El paso pragmático que don Juan tomó para auxiliarnos en nuestra tarea de recordar consistió en hacernos interactuar con cierta gente cuando nos hallábamos en un estado de conciencia acrecentada. El tenía mucho cuidado en impedirnos ver a esa gente cuando nos hallábamos en un estado normal de conciencia, creando de esta manera las condiciones apropiadas para recordar.
Al completar nuestros recuerdos, la Gorda y yo entramos en un estado insólito. Teníamos detallado conocimiento de interacciones sociales que habíamos compartido con don Juan y sus compañeros. Estos no eran recuerdos del modo como yo recordaría un episodio de mi niñez; eran recuerdos más que vívidos de acontecimientos que podíamos revivir paso a paso. Reprodujimos conversaciones que parecían reverberar en nuestros oídos, como si las estuviéramos escuchando. Los dos pensamos que no era. superfluo especular sobre lo que nos estaba ocurriendo. Lo que estábamos recordando, desde el punto de vista de nuestra experiencia inmediata, tenia lugar ahora. Tal era, el carácter de nuestro recuerdo.

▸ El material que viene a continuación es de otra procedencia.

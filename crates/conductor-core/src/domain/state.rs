//! Task and execution state machines.

use serde::{Deserialize, Serialize};

/// Task state.
///
/// State transitions:
/// - Pending -> Ready (all dependencies completed, backoff elapsed)
/// - Ready -> Leased (claimed by a worker; this is the only place `attempt` grows)
/// - Leased -> Completed | Failed
/// - Leased -> Pending (lease expired or retryable failure; requeued)
/// - Pending -> Abandoned (a dependency failed)
/// - Ready | Leased -> Abandoned (execution cancelled)
///
/// Completed, Failed and Abandoned are terminal.
#[derive(Debug, Clone, Copy, PartialEq, Eq, Hash, Serialize, Deserialize)]
#[serde(rename_all = "snake_case")]
pub enum TaskState {
    /// Waiting for dependencies or for a retry backoff to elapse.
    Pending,

    /// Every dependency is completed; eligible for claim.
    Ready,

    /// Held by exactly one worker under a lease.
    Leased,

    /// Finished successfully.
    Completed,

    /// Failed permanently (non-retryable or attempts exhausted).
    Failed,

    /// Can never run: a dependency failed or the execution was cancelled.
    Abandoned,
}

impl TaskState {
    pub fn is_terminal(self) -> bool {
        matches!(
            self,
            TaskState::Completed | TaskState::Failed | TaskState::Abandoned
        )
    }

    /// Transition table. Everything not listed here is rejected by the graph.
    pub fn can_transition_to(self, next: TaskState) -> bool {
        use TaskState::*;
        matches!(
            (self, next),
            (Pending, Ready)
                | (Pending, Abandoned)
                | (Ready, Leased)
                | (Ready, Abandoned)
                | (Leased, Completed)
                | (Leased, Pending)
                | (Leased, Failed)
                | (Leased, Abandoned)
        )
    }
}

/// Execution lifecycle.
///
/// Submitted -> Decomposing -> Running -> {Succeeded | PartiallyFailed | Deadlocked | Cancelled}
#[derive(Debug, Clone, Copy, PartialEq, Eq, Hash, Serialize, Deserialize)]
#[serde(rename_all = "snake_case")]
pub enum ExecutionPhase {
    Submitted,
    Decomposing,
    Running,

    /// Every task completed.
    Succeeded,

    /// Some task failed or was abandoned and nothing runnable remains.
    PartiallyFailed,

    /// Tasks remain pending with no way to become ready. Invariant violation.
    Deadlocked,

    /// Cancelled by the caller; all unfinished tasks were abandoned.
    Cancelled,
}

impl ExecutionPhase {
    pub fn is_terminal(self) -> bool {
        matches!(
            self,
            ExecutionPhase::Succeeded
                | ExecutionPhase::PartiallyFailed
                | ExecutionPhase::Deadlocked
                | ExecutionPhase::Cancelled
        )
    }
}
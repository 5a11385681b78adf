//! SchedulerBuilder - wiring and fail-fast validation.
//!
//! Every port has an in-process default except the decomposer, which must be
//! supplied. `build()` validates the configuration before anything runs.

use std::sync::Arc;

use super::Scheduler;
use crate::config::{ConfigError, SchedulerConfig};
use crate::ports::{
    Clock, EventSink, IdGenerator, NoopEventSink, ObjectiveDecomposer, SystemClock, UlidGenerator,
};

#[derive(Debug, thiserror::Error)]
pub enum BuildError {
    #[error("no objective decomposer configured")]
    MissingDecomposer,

    #[error(transparent)]
    Config(#[from] ConfigError),
}

/// # Example
/// ```ignore
/// let scheduler = SchedulerBuilder::new()
///     .decomposer(KeywordDecomposer::new())
///     .config(SchedulerConfig::from_file("conductor.toml")?)
///     .build()?;
/// ```
pub struct SchedulerBuilder {
    config: SchedulerConfig,
    clock: Option<Arc<dyn Clock>>,
    ids: Option<Arc<dyn IdGenerator>>,
    events: Option<Arc<dyn EventSink>>,
    decomposer: Option<Arc<dyn ObjectiveDecomposer>>,
}

impl SchedulerBuilder {
    pub fn new() -> Self {
        Self {
            config: SchedulerConfig::default(),
            clock: None,
            ids: None,
            events: None,
            decomposer: None,
        }
    }

    pub fn config(mut self, config: SchedulerConfig) -> Self {
        self.config = config;
        self
    }

    pub fn clock(mut self, clock: Arc<dyn Clock>) -> Self {
        self.clock = Some(clock);
        self
    }

    /// Defaults to a `UlidGenerator` stamped by the configured clock.
    pub fn ids(mut self, ids: Arc<dyn IdGenerator>) -> Self {
        self.ids = Some(ids);
        self
    }

    pub fn events(mut self, events: Arc<dyn EventSink>) -> Self {
        self.events = Some(events);
        self
    }

    pub fn decomposer(mut self, decomposer: impl ObjectiveDecomposer + 'static) -> Self {
        self.decomposer = Some(Arc::new(decomposer));
        self
    }

    pub fn shared_decomposer(mut self, decomposer: Arc<dyn ObjectiveDecomposer>) -> Self {
        self.decomposer = Some(decomposer);
        self
    }

    pub fn build(self) -> Result<Scheduler, BuildError> {
        self.config.validate()?;
        let decomposer = self.decomposer.ok_or(BuildError::MissingDecomposer)?;

        let clock: Arc<dyn Clock> = self.clock.unwrap_or_else(|| Arc::new(SystemClock));
        let ids = self
            .ids
            .unwrap_or_else(|| Arc::new(UlidGenerator::new(clock.clone())));
        let events = self.events.unwrap_or_else(|| Arc::new(NoopEventSink));

        Ok(Scheduler::new(self.config, clock, ids, events, decomposer))
    }
}

impl Default for SchedulerBuilder {
    fn default() -> Self {
        Self::new()
    }
}

#[cfg(test)]
mod tests {
    use super::*;
    use crate::impls::KeywordDecomposer;

    #[test]
    fn build_success() {
        let scheduler = SchedulerBuilder::new()
            .decomposer(KeywordDecomposer::new())
            .build();
        assert!(scheduler.is_ok());
    }

    #[test]
    fn build_without_decomposer_fails() {
        let scheduler = SchedulerBuilder::new().build();
        assert!(matches!(scheduler, Err(BuildError::MissingDecomposer)));
    }

    #[test]
    fn build_rejects_invalid_config() {
        let mut config = SchedulerConfig::default();
        config.retry.max_attempts = 0;

        let scheduler = SchedulerBuilder::new()
            .decomposer(KeywordDecomposer::new())
            .config(config)
            .build();
        assert!(matches!(scheduler, Err(BuildError::Config(_))));
    }
}
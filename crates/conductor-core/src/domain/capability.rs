use serde::{Deserialize, Serialize};
use std::fmt;

/// Tag describing a kind of work (usually a role name such as `researcher`).
///
/// A task names exactly one required capability; a worker advertises a set.
#[derive(Debug, Clone, PartialEq, Eq, Hash, PartialOrd, Ord, Serialize, Deserialize)]
#[serde(transparent)]
pub struct Capability(String);

impl Capability {
    pub fn new(s: impl Into<String>) -> Self {
        Self(s.into())
    }

    pub fn as_str(&self) -> &str {
        &self.0
    }
}

impl fmt::Display for Capability {
    fn fmt(&self, f: &mut fmt::Formatter<'_>) -> fmt::Result {
        self.0.fmt(f)
    }
}

impl From<&str> for Capability {
    fn from(s: &str) -> Self {
        Self::new(s)
    }
}
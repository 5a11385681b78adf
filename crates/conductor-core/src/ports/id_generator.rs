//! IdGenerator port - id minting.
//!
//! `UlidGenerator` stamps ids with the injected clock, so a `FixedClock` yields
//! ids with a deterministic timestamp part.

use ulid::Ulid;

use crate::domain::{ExecutionId, TaskId};
use crate::ports::Clock;

pub trait IdGenerator: Send + Sync {
    fn execution_id(&self) -> ExecutionId;

    fn task_id(&self) -> TaskId;

    /// Random part of a lease token.
    fn lease_nonce(&self) -> Ulid;
}

pub struct UlidGenerator<C> {
    clock: C,
}

impl<C: Clock> UlidGenerator<C> {
    pub fn new(clock: C) -> Self {
        Self { clock }
    }

    fn next(&self) -> Ulid {
        let timestamp_ms = self.clock.now().timestamp_millis().max(0) as u64;
        Ulid::from_parts(timestamp_ms, rand::random())
    }
}

impl<C: Clock> IdGenerator for UlidGenerator<C> {
    fn execution_id(&self) -> ExecutionId {
        ExecutionId::from(self.next())
    }

    fn task_id(&self) -> TaskId {
        TaskId::from(self.next())
    }

    fn lease_nonce(&self) -> Ulid {
        self.next()
    }
}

Por fin la Gorda y yo pudimos resolver las interrogantes que nos habían impulsado tan duramente. Recordamos quién era la mujer nagual, cómo encajaba entre nosotros, cuál había sido su papel. Dedujimos, más que recordamos, que habíamos pasado iguales porciones de tiempo con don Juan y don Genaro en estados normales de conciencia, y con don Juan y sus demás compañeros en estados de conciencia acrecentada. Recapturamos cada matiz de esas interacciones, que habían sido veladas por la intensidad.
Después de una cuidadosa revisión de lo que habíamos descubierto, comprendimos que apenas habíamos establecido un minúsculo puente entre los dos lados de nosotros mismos. Nos volvimos entonces a otros temas, a nuevas interrogantes que habían tomado precedencia sobre las antiguas. Había tres temas, tres preguntas que resumían todas nuestras preocupaciones. ¿Quién era don Juan y quiénes eran sus compañeros? ¿Qué nos habían hecho? Y, ¿a dónde se habían ido todos ellos?
TERCERA PARTE: EL DON DEL ÁGUILA
IX. La regla del nagual
Don Juan había sido extraordinariamente parco en cuanto a la historia de su vida personal. Su reticencia era, en lo fundamental, un recurso didáctico; hasta donde le concernía, su vida empezó cuando se convirtió en guerrero, y todo lo que le había ocurrido con anterioridad era de muy pocas consecuencias.
Todo lo que la Gorda y yo sabíamos de esa primera época de su vida, era que don Juan había nacido en Arizona, de ascendencia yaqui y yuma. Cuando aún era niño sus padres lo llevaron a vivir con los yaquis, en el norte de México. A los diez años de edad lo atrapó la marea de las guerras yaquis. Su madre fue asesinada, y después su padre fue aprehendido por el ejército mexicano. Tanto don Juan como su padre fueron enviados a un centro de reubicación en el estado de Yucatán, en el extremo sur del país. Allí creció.
Lo que le haya sucedido durante ese periodo nunca se nos fue revelado. Don Juan creía que no había necesidad de hablarnos de eso. Yo creía lo contrario. La importancia que di a esa parte de su vida, tenía que ver con mi convicción de que los rasgos distintivos y el énfasis de su mando emergieron de ese inventario personal de existencia.